PROVIDED DATA =>
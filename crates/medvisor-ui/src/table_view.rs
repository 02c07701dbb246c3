//! Claims tables (recent / unpaid) for the MedVisor TUI.
//!
//! Renders the tab strip, the search line, a bordered
//! [`ratatui::widgets::Table`] holding one page of claims and the
//! pagination caption underneath.

use ratatui::{
    layout::{Constraint, Layout, Rect},
    text::{Line, Span, Text},
    widgets::{Block, Borders, Cell, Paragraph, Row, Table},
    Frame,
};

use medvisor_core::models::ClaimRecord;
use medvisor_data::table::{ClaimColumn, Page, RECENT_COLUMNS, UNPAID_COLUMNS};

use crate::themes::Theme;

// ── ClaimsTab ─────────────────────────────────────────────────────────────────

/// Which claims table is on screen.
#[derive(Debug, Clone, Copy, PartialEq, Eq, Default)]
pub enum ClaimsTab {
    #[default]
    Recent,
    Unpaid,
}

impl ClaimsTab {
    pub const ALL: [ClaimsTab; 2] = [ClaimsTab::Recent, ClaimsTab::Unpaid];

    pub fn label(self) -> &'static str {
        match self {
            Self::Recent => "Recent Claims",
            Self::Unpaid => "Unpaid > 60 Days",
        }
    }

    /// Table title, also used to name exports.
    pub fn title(self) -> &'static str {
        match self {
            Self::Recent => "Recent Claims",
            Self::Unpaid => "Unpaid Claims",
        }
    }

    pub fn columns(self) -> &'static [ClaimColumn] {
        match self {
            Self::Recent => &RECENT_COLUMNS,
            Self::Unpaid => &UNPAID_COLUMNS,
        }
    }

    pub fn next(self) -> Self {
        match self {
            Self::Recent => Self::Unpaid,
            Self::Unpaid => Self::Recent,
        }
    }
}

/// Everything needed to draw one claims table.
pub struct ClaimsTableData<'a> {
    pub tab: ClaimsTab,
    pub page: Page<'a, &'a ClaimRecord>,
    pub search: &'a str,
    /// Whether keystrokes currently go to the search box.
    pub search_active: bool,
}

// ── Line builders ─────────────────────────────────────────────────────────────

pub fn tab_line<'a>(active: ClaimsTab, theme: &'a Theme) -> Line<'a> {
    let mut spans = Vec::new();
    for (i, tab) in ClaimsTab::ALL.iter().enumerate() {
        if i > 0 {
            spans.push(Span::styled(" │ ", theme.separator));
        }
        let style = if *tab == active {
            theme.tab_active
        } else {
            theme.tab_inactive
        };
        spans.push(Span::styled(tab.label(), style));
    }
    Line::from(spans)
}

pub fn search_line<'a>(search: &'a str, active: bool, theme: &'a Theme) -> Line<'a> {
    let mut spans = vec![Span::styled("Search: ", theme.label)];
    if search.is_empty() && !active {
        spans.push(Span::styled("press / to filter claims", theme.dim));
    } else {
        spans.push(Span::styled(search, theme.text));
    }
    if active {
        spans.push(Span::styled("▏", theme.prompt));
    }
    Line::from(spans)
}

/// `"Showing 1-10 of 23 results  ·  Page 1 of 3"`.
pub fn pagination_line<'a, T>(page: &Page<'_, T>, theme: &'a Theme) -> Line<'a> {
    let mut spans = vec![Span::styled(page.caption(), theme.dim)];
    if page.total_pages > 1 {
        spans.push(Span::styled(
            format!("  ·  Page {} of {}", page.number, page.total_pages),
            theme.label,
        ));
    }
    Line::from(spans)
}

fn claim_row<'a>(
    record: &ClaimRecord,
    columns: &[ClaimColumn],
    index: usize,
    theme: &Theme,
) -> Row<'a> {
    let row_style = if index % 2 == 0 {
        theme.table_row
    } else {
        theme.table_row_alt
    };
    let cells: Vec<Cell> = columns
        .iter()
        .map(|column| {
            let cell = Cell::from(column.cell(record));
            if *column == ClaimColumn::Status {
                cell.style(theme.status_style(&record.status()))
            } else {
                cell
            }
        })
        .collect();
    Row::new(cells).style(row_style)
}

// ── Render ────────────────────────────────────────────────────────────────────

/// Render a claims table with its tabs, search line and caption into `area`.
pub fn render_claims_table(frame: &mut Frame, area: Rect, data: &ClaimsTableData, theme: &Theme) {
    let [tabs_area, search_area, table_area, caption_area] = Layout::vertical([
        Constraint::Length(1),
        Constraint::Length(1),
        Constraint::Min(3),
        Constraint::Length(1),
    ])
    .areas(area);

    frame.render_widget(Paragraph::new(tab_line(data.tab, theme)), tabs_area);
    frame.render_widget(
        Paragraph::new(search_line(data.search, data.search_active, theme)),
        search_area,
    );

    if data.page.total == 0 {
        render_no_data(frame, table_area, data.search, theme);
    } else {
        let columns = data.tab.columns();
        let header = Row::new(
            columns
                .iter()
                .map(|c| Cell::from(c.label()).style(theme.table_header)),
        )
        .height(1);

        let rows: Vec<Row> = data
            .page
            .items
            .iter()
            .enumerate()
            .map(|(i, record)| claim_row(record, columns, i, theme))
            .collect();

        let widths: Vec<Constraint> = columns
            .iter()
            .map(|_| Constraint::Ratio(1, columns.len() as u32))
            .collect();

        let table = Table::new(rows, widths)
            .header(header)
            .block(
                Block::default()
                    .borders(Borders::ALL)
                    .border_style(theme.table_border)
                    .title(format!(" {} ", data.tab.title())),
            )
            .style(theme.text);
        frame.render_widget(table, table_area);
    }

    frame.render_widget(Paragraph::new(pagination_line(&data.page, theme)), caption_area);
}

/// Render the placeholder shown when no claim matches.
pub fn render_no_data(frame: &mut Frame, area: Rect, search: &str, theme: &Theme) {
    let message = if search.trim().is_empty() {
        "No claims to display".to_string()
    } else {
        format!("No claims match \"{}\"", search.trim())
    };
    let text = vec![
        Line::from(""),
        Line::from(Span::styled(message, theme.warning)),
        Line::from(""),
        Line::from(Span::styled("Press 'u' to upload a claims CSV", theme.dim)),
    ];
    frame.render_widget(
        Paragraph::new(Text::from(text)).block(
            Block::default()
                .borders(Borders::ALL)
                .border_style(theme.table_border),
        ),
        area,
    );
}

// ── Tests ──────────────────────────────────────────────────────────────────────
//! Domain model and shared helpers for MedVisor.
//!
//! Holds the claim record and KPI types, the rounding and change arithmetic
//! used by the aggregator, date parsing, display formatting, the static
//! sample dataset and the command-line settings.

pub mod calculations;
pub mod error;
pub mod fallback;
pub mod formatting;
pub mod models;
pub mod settings;
pub mod time_utils;

pub use error::{BillingError, Result};
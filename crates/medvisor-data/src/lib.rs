//! Data layer for MedVisor.
//!
//! Reads claims CSV exports, aggregates them into KPIs, denial trends and
//! denial-reason breakdowns, assembles the dashboard snapshot and provides
//! the search, paging and export helpers behind the claims tables.

pub mod aggregator;
pub mod analysis;
pub mod reader;
pub mod table;

pub use medvisor_core as core;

WHAT THE EXERCISE ASKS => Output only the number of lines above holding "error".

ANSWER TO THE PROBLEM => 2